What the research shows: Dr Melanie Jackson’s Birthing Outside the System
Dr Melanie Jackson’s PhD, Birthing Outside the System (Western Sydney University, 2023), offers an unflinching look at why women choose to birth outside institutional care, and what those decisions reveal about trust, autonomy, and respect.
Her findings expose what statistics alone cannot:
These women are not reckless. They are deeply informed, weighing risk and autonomy in systems that often silence them.
Loss of trust is the common thread. Many turned away after coercion, disrespect, or trauma in previous births.
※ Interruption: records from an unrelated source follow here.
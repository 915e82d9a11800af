// tests/common/mod.rs
//! Shared test utilities

pub mod mocks;

#[allow(unused_imports)]
pub use fixtures::*;
#[allow(unused_imports)]
pub use mocks::*;
//! Service error types with HTTP status code mapping.
//!
//! [`TrackerError`] is the central error type. Each variant maps to a
//! specific HTTP status code and structured JSON error response.

use axum::http::StatusCode;
use axum::response::{IntoResponse, Response};
use serde::Serialize;

/// Structured JSON error response body.
///
/// All error responses follow this shape:
/// ```json
/// {
///   "error": {
///     "code": 2001,
///     "message": "watch not found: ...",
///     "details": null
///   }
/// }
/// ```
#[derive(Debug, Serialize, utoipa::ToSchema)]
pub struct ErrorResponse {
    /// Structured error payload.
    pub error: ErrorBody,
}

/// Inner error body with numeric code and human-readable message.
#[derive(Debug, Serialize, utoipa::ToSchema)]
pub struct ErrorBody {
    /// Numeric error code.
    pub code: u32,
    /// Human-readable error message.
    pub message: String,
    /// Optional additional details.
    #[serde(skip_serializing_if = "Option::is_none")]
    pub details: Option<String>,
}

/// Server-side error enum with HTTP status code mapping.
///
/// # Error Code Ranges
///
/// | Range     | Category        | HTTP Status               |
/// |-----------|-----------------|---------------------------|
/// | 1000–1999 | Validation      | 400 Bad Request           |
/// | 2000–2999 | Not Found       | 404 Not Found             |
/// | 3000–3999 | Server/Upstream | 500 / 502                 |
#[derive(Debug, thiserror::Error)]
pub enum TrackerError {
    /// Request validation failed.
    #[error("invalid request: {0}")]
    InvalidRequest(String),

    /// Unknown watch status string in a query filter.
    #[error("invalid watch status: {0}")]
    InvalidStatus(String),

    /// Watch with the given ID was not found.
    #[error("watch not found: {0}")]
    WatchNotFound(uuid::Uuid),

    /// Persistence layer failure.
    #[error("persistence error: {0}")]
    Persistence(String),

    /// Anomaly grid file present but structurally invalid.
    #[error("grid format error: {0}")]
    GridFormat(String),

    /// Upstream earthquake catalog failure.
    #[error("catalog error: {0}")]
    Catalog(String),

    /// Internal server error.
    #[error("internal error: {0}")]
    Internal(String),
}

impl TrackerError {
    /// Returns the numeric error code for this variant.
    #[must_use]
    pub const fn error_code(&self) -> u32 {
        match self {
            Self::InvalidRequest(_) => 1001,
            Self::InvalidStatus(_) => 1002,
            Self::WatchNotFound(_) => 2001,
            Self::Persistence(_) => 3001,
            Self::GridFormat(_) => 3002,
            Self::Catalog(_) => 3003,
            Self::Internal(_) => 3000,
        }
    }

    /// Returns the HTTP status code for this variant.
    #[must_use]
    pub const fn status_code(&self) -> StatusCode {
        match self {
            Self::InvalidRequest(_) | Self::InvalidStatus(_) => StatusCode::BAD_REQUEST,
            Self::WatchNotFound(_) => StatusCode::NOT_FOUND,
            Self::Catalog(_) => StatusCode::BAD_GATEWAY,
            Self::Persistence(_) | Self::GridFormat(_) | Self::Internal(_) => {
                StatusCode::INTERNAL_SERVER_ERROR
            }
        }
    }
}

impl From<sqlx::Error> for TrackerError {
    fn from(err: sqlx::Error) -> Self {
        Self::Persistence(err.to_string())
    }
}

impl IntoResponse for TrackerError {
    fn into_response(self) -> Response {
        let status = self.status_code();
        let body = ErrorResponse {
            error: ErrorBody {
                code: self.error_code(),
                message: self.to_string(),
                details: None,
            },
        };
        let mut response = axum::Json(body).into_response();
        *response.status_mut() = status;
        response
    }
}

#[cfg(test)]
#[allow(clippy::panic)]
mod tests {
    use super::*;

    #[test]
    fn status_codes_map_by_category() {
        assert_eq!(
            TrackerError::InvalidRequest("x".to_string()).status_code(),
            StatusCode::BAD_REQUEST
        );
        assert_eq!(
            TrackerError::WatchNotFound(uuid::Uuid::new_v4()).status_code(),
            StatusCode::NOT_FOUND
        );
        assert_eq!(
            TrackerError::Persistence("x".to_string()).status_code(),
            StatusCode::INTERNAL_SERVER_ERROR
        );
        assert_eq!(
            TrackerError::Catalog("x".to_string()).status_code(),
            StatusCode::BAD_GATEWAY
        );
    }

    #[test]
    fn error_codes_are_stable() {
        assert_eq!(
            TrackerError::InvalidRequest("x".to_string()).error_code(),
            1001
        );
        assert_eq!(
            TrackerError::WatchNotFound(uuid::Uuid::new_v4()).error_code(),
            2001
        );
        assert_eq!(TrackerError::GridFormat("x".to_string()).error_code(), 3002);
    }
}
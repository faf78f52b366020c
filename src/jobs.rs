//! Periodic background jobs.
//!
//! Each job is a simple interval loop: run, log the outcome, sleep until
//! the next tick. Jobs are idempotent (all writes dedupe on external ids
//! or pair constraints), so a failed run is simply retried on its next
//! scheduled invocation, with no internal backoff.

use std::time::Duration;

use chrono::Utc;
use tokio::time::MissedTickBehavior;

use crate::app_state::AppState;
use crate::catalog::QuakeCatalog;
use crate::config::AppConfig;
use crate::error::TrackerError;

/// Spawns all periodic jobs onto the runtime.
pub fn spawn_all(state: &AppState, catalog: QuakeCatalog, config: &AppConfig) {
    spawn_loop("catalog_fetch", config.fetch_interval_secs, {
        let state = state.clone();
        let config = config.clone();
        move || {
            let state = state.clone();
            let catalog = catalog.clone();
            let config = config.clone();
            async move { fetch_and_open(&state, &catalog, &config).await }
        }
    });

    spawn_loop("watch_check", config.watch_check_interval_secs, {
        let state = state.clone();
        move || {
            let state = state.clone();
            async move { check_watches(&state).await }
        }
    });

    spawn_loop("scoring", config.scoring_interval_secs, {
        let state = state.clone();
        move || {
            let state = state.clone();
            async move { score_pending(&state).await }
        }
    });

    spawn_loop("hotspot_refresh", config.hotspot_interval_secs, {
        let state = state.clone();
        move || {
            let state = state.clone();
            async move { refresh_hotspots(&state).await }
        }
    });
}

/// Fetches recent catalog events, ingests them, and opens watches for the
/// qualifying ones.
///
/// # Errors
///
/// Returns a [`TrackerError::Catalog`] when the upstream fetch fails; the
/// loop logs it and retries on the next tick.
pub async fn fetch_and_open(
    state: &AppState,
    catalog: &QuakeCatalog,
    config: &AppConfig,
) -> Result<(), TrackerError> {
    let records = catalog
        .recent(
            config.catalog_fetch_days,
            config.catalog_min_magnitude,
            config.catalog_fetch_limit,
        )
        .await?;

    let summary = state.ingest.ingest_seismic(&records).await;
    let opened = state.watches.open_watches(&records, Utc::now()).await;

    tracing::info!(
        fetched = records.len(),
        new_events = summary.inserted,
        watches_opened = opened,
        "catalog fetch complete"
    );
    Ok(())
}

/// Expires due watches and matches recent reports against the active ones.
///
/// # Errors
///
/// Returns a [`TrackerError::Persistence`] on store failure.
pub async fn check_watches(state: &AppState) -> Result<(), TrackerError> {
    let now = Utc::now();
    let expired = state.watches.expire_due_watches(now).await?;

    // Candidates are bounded to the watch window length: anything older
    // can no longer fall inside an active window.
    let cutoff = now - chrono::Duration::hours(crate::domain::watch::WATCH_DURATION_HOURS);
    let candidates = state.store.match_candidates(cutoff).await?;
    let matched = state.watches.match_reports(&candidates, now).await?;

    tracing::info!(expired, matched, "watch check complete");
    Ok(())
}

/// Scores reports the scoring job has not yet processed.
///
/// # Errors
///
/// Returns a [`TrackerError::Persistence`] on store failure.
pub async fn score_pending(state: &AppState) -> Result<(), TrackerError> {
    let scored = state.scoring.score_pending(100).await?;
    if scored > 0 {
        tracing::info!(scored, "scoring job complete");
    }
    Ok(())
}

/// Rebuilds the hotspot aggregates.
///
/// # Errors
///
/// Returns a [`TrackerError::Persistence`] on store failure.
pub async fn refresh_hotspots(state: &AppState) -> Result<(), TrackerError> {
    state.hotspots.refresh().await?;
    Ok(())
}

/// Runs `job` every `interval_secs` seconds, logging failures and
/// continuing. Missed ticks are delayed rather than bursted, so a slow run
/// never overlaps the next invocation of the same job.
fn spawn_loop<F, Fut>(name: &'static str, interval_secs: u64, job: F)
where
    F: Fn() -> Fut + Send + 'static,
    Fut: std::future::Future<Output = Result<(), TrackerError>> + Send + 'static,
{
    tokio::spawn(async move {
        let mut interval = tokio::time::interval(Duration::from_secs(interval_secs.max(1)));
        interval.set_missed_tick_behavior(MissedTickBehavior::Delay);
        loop {
            interval.tick().await;
            if let Err(err) = job().await {
                tracing::error!(job = name, %err, "job run failed, retrying on next tick");
            }
        }
    });
}
//! Sighting report DTOs for ingestion and list endpoints.

use chrono::{DateTime, Utc};
use serde::{Deserialize, Serialize};

use super::common_dto::default_limit;
use crate::domain::score::GeologyZone;
use crate::domain::{RawSightingRecord, SightingReport};

/// Request body for `POST /reports/ingest`: a raw record batch.
#[derive(Debug, Deserialize, utoipa::ToSchema)]
pub struct IngestRequest {
    /// Raw sighting records as produced by the report source.
    pub reports: Vec<RawSightingRecord>,
}

/// Query parameters for `GET /reports`.
#[derive(Debug, Clone, Deserialize, utoipa::IntoParams)]
pub struct ReportQuery {
    /// Days of history to include. Defaults to 30.
    #[serde(default = "default_days")]
    pub days: i64,
    /// Minimum composite score; 0 disables the filter.
    #[serde(default)]
    pub min_score: f64,
    /// Maximum number of reports (clamped to 200).
    #[serde(default = "default_limit")]
    pub limit: i64,
}

fn default_days() -> i64 {
    30
}

/// Query parameters for `GET /reports/by-zone`.
#[derive(Debug, Clone, Deserialize, utoipa::IntoParams)]
pub struct ZoneQuery {
    /// Magnetic zone filter.
    #[serde(default = "default_zone")]
    pub zone: GeologyZone,
    /// Maximum number of reports (clamped to 200).
    #[serde(default = "default_limit")]
    pub limit: i64,
}

fn default_zone() -> GeologyZone {
    GeologyZone::LowMagnetic
}

/// Query parameters for `GET /reports/top`.
#[derive(Debug, Clone, Deserialize, utoipa::IntoParams)]
pub struct TopQuery {
    /// Minimum composite score. Defaults to 60.
    #[serde(default = "default_top_score")]
    pub min_score: f64,
    /// Maximum number of reports (clamped to 100).
    #[serde(default = "default_top_limit")]
    pub limit: i64,
}

fn default_top_score() -> f64 {
    60.0
}

fn default_top_limit() -> i64 {
    20
}

/// One sighting report as surfaced by the API. Missing derived fields stay
/// `null` rather than erroring.
#[derive(Debug, Serialize, utoipa::ToSchema)]
pub struct ReportDto {
    /// Row id.
    pub id: i64,
    /// Source-assigned identifier.
    pub external_id: String,
    /// When the sighting occurred.
    pub occurred_at: Option<DateTime<Utc>>,
    /// City label.
    pub city: Option<String>,
    /// State label.
    pub state: Option<String>,
    /// Reported shape.
    pub shape: Option<String>,
    /// Resolved latitude.
    pub latitude: Option<f64>,
    /// Resolved longitude.
    pub longitude: Option<f64>,
    /// Composite score, when scored.
    pub score: Option<f64>,
    /// Structured score breakdown, when scored.
    #[serde(skip_serializing_if = "Option::is_none")]
    pub score_breakdown: Option<serde_json::Value>,
    /// Sampled grid anomaly in nT.
    pub magnetic_anomaly: Option<f64>,
    /// Description, truncated to 200 characters.
    pub description: Option<String>,
}

impl ReportDto {
    /// Builds the list-endpoint projection (no breakdown).
    #[must_use]
    pub fn from_report(report: &SightingReport) -> Self {
        Self::project(report, false)
    }

    /// Builds the detail projection including the score breakdown.
    #[must_use]
    pub fn with_breakdown(report: &SightingReport) -> Self {
        Self::project(report, true)
    }

    fn project(report: &SightingReport, include_breakdown: bool) -> Self {
        Self {
            id: report.id,
            external_id: report.external_id.clone(),
            occurred_at: report.occurred_at,
            city: report.city.clone(),
            state: report.state.clone(),
            shape: report.shape.clone(),
            latitude: report.latitude,
            longitude: report.longitude,
            score: report.score,
            score_breakdown: include_breakdown
                .then(|| report.score_breakdown.clone())
                .flatten(),
            magnetic_anomaly: report.magnetic_anomaly,
            description: report
                .description
                .as_ref()
                .map(|d| d.chars().take(200).collect()),
        }
    }
}

/// List response for the report endpoints.
#[derive(Debug, Serialize, utoipa::ToSchema)]
pub struct ReportListResponse {
    /// Number of reports returned.
    pub count: usize,
    /// The reports.
    pub reports: Vec<ReportDto>,
}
Fear of intervention outweighs fear of birth. For many, hospital protocols felt more dangerous than the birth itself.
They sought emotional safety, not defiance. Choosing to birth outside the system was, in many cases, a final act of self-preservation.
Jackson’s conclusion is stark:
“The rise in births outside the system is not a failure of women, it’s a failure of the system to make them feel safe enough to stay within it.”
What’s being proposed
The new RANZCOG–ACM proposal calls for laws modelled on South Australia’s Restricted Birthing Practices Act, which makes it illegal for anyone other than a registered midwife or doctor to “manage labour or birth.”
The intent, they say, is to reduce risk after a handful of tragic freebirth cases. But the implications extend far beyond those rare (very unfortunate and potentially preventable) events, particularly for doulas, midwives, and the women they support.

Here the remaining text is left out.